### Task objective:
In the listing below, find each line with the string "trace" and report it.
Dataset records section start
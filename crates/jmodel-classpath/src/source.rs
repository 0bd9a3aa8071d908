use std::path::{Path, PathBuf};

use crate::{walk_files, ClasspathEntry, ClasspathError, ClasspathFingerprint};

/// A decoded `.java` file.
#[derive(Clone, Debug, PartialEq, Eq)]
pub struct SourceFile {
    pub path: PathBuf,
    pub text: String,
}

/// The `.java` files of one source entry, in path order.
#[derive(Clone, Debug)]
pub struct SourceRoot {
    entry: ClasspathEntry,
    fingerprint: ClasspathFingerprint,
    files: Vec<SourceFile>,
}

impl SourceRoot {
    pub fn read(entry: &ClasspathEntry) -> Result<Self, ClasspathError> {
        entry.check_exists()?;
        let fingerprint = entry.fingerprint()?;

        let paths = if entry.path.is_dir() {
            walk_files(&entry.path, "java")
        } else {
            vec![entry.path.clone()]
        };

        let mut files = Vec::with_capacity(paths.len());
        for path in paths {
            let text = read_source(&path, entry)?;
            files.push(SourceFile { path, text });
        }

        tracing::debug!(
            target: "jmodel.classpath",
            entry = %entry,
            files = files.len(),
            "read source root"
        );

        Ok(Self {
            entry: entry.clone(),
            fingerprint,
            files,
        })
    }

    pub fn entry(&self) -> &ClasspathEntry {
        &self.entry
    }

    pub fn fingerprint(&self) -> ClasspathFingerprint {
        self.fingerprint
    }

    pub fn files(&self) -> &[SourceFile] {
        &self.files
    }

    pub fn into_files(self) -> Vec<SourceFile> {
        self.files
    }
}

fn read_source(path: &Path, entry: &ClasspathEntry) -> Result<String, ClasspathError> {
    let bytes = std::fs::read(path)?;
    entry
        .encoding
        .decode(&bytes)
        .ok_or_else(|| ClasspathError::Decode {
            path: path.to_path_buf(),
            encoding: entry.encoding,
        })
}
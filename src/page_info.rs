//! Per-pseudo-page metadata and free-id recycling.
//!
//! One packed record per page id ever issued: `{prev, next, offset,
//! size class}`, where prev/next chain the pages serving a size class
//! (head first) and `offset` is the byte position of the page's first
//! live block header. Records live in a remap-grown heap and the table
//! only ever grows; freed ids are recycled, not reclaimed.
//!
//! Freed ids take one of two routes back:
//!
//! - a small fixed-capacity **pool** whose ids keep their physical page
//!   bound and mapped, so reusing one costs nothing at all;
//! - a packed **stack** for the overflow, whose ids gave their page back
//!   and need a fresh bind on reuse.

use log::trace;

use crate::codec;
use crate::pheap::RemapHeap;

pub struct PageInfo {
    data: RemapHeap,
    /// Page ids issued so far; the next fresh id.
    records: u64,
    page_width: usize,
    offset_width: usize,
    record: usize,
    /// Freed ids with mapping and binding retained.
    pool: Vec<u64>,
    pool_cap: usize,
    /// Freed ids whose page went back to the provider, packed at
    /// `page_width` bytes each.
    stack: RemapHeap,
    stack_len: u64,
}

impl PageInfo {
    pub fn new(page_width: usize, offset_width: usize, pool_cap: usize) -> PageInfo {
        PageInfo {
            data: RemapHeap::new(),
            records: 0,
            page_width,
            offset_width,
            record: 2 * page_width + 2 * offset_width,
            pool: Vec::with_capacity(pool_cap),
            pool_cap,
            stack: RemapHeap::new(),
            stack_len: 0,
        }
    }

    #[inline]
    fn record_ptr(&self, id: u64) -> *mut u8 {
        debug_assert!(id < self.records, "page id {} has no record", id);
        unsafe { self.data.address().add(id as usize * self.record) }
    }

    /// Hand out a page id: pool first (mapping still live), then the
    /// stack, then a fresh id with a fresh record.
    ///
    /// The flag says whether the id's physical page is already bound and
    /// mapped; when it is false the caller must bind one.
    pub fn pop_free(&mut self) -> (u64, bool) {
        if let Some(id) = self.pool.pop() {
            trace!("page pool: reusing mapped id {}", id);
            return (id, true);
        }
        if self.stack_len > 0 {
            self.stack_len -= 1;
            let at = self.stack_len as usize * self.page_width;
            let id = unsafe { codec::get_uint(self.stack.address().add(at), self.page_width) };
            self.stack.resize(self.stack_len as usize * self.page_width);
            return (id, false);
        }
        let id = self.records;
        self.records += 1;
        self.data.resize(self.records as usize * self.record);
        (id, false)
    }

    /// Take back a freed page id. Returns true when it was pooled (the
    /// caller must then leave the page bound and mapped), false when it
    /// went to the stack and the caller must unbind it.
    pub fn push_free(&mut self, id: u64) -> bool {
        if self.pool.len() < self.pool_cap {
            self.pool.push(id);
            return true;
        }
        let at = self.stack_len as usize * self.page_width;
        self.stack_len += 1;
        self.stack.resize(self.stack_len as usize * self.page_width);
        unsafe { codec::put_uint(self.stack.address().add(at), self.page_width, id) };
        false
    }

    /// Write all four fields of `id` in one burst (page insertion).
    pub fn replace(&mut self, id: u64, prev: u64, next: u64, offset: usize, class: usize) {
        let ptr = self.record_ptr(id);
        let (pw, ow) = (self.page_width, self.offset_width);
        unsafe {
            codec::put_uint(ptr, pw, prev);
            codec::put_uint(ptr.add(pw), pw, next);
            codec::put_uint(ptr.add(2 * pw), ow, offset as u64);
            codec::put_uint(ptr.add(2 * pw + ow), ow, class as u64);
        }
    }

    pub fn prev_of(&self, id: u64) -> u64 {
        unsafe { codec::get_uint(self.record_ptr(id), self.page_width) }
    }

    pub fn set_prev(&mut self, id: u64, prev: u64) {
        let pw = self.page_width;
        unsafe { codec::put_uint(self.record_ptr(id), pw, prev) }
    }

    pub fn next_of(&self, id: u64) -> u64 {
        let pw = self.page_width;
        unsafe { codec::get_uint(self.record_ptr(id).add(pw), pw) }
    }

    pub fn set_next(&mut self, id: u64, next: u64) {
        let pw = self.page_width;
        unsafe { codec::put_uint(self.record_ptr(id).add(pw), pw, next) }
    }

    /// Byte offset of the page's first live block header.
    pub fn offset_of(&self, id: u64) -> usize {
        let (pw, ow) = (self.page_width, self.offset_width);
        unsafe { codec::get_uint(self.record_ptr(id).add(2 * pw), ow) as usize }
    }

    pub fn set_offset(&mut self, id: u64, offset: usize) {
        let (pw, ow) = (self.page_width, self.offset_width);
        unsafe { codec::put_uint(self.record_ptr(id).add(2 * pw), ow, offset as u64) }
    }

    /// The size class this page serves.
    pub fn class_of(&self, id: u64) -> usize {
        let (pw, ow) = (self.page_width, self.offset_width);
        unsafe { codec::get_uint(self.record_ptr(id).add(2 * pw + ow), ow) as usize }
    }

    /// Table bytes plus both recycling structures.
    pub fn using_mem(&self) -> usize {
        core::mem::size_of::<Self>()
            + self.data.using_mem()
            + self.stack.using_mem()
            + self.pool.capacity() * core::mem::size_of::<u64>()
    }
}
Dataset records section end
### Result of the task:
use log::trace;
            trace!("page pool: reusing mapped id {}", id);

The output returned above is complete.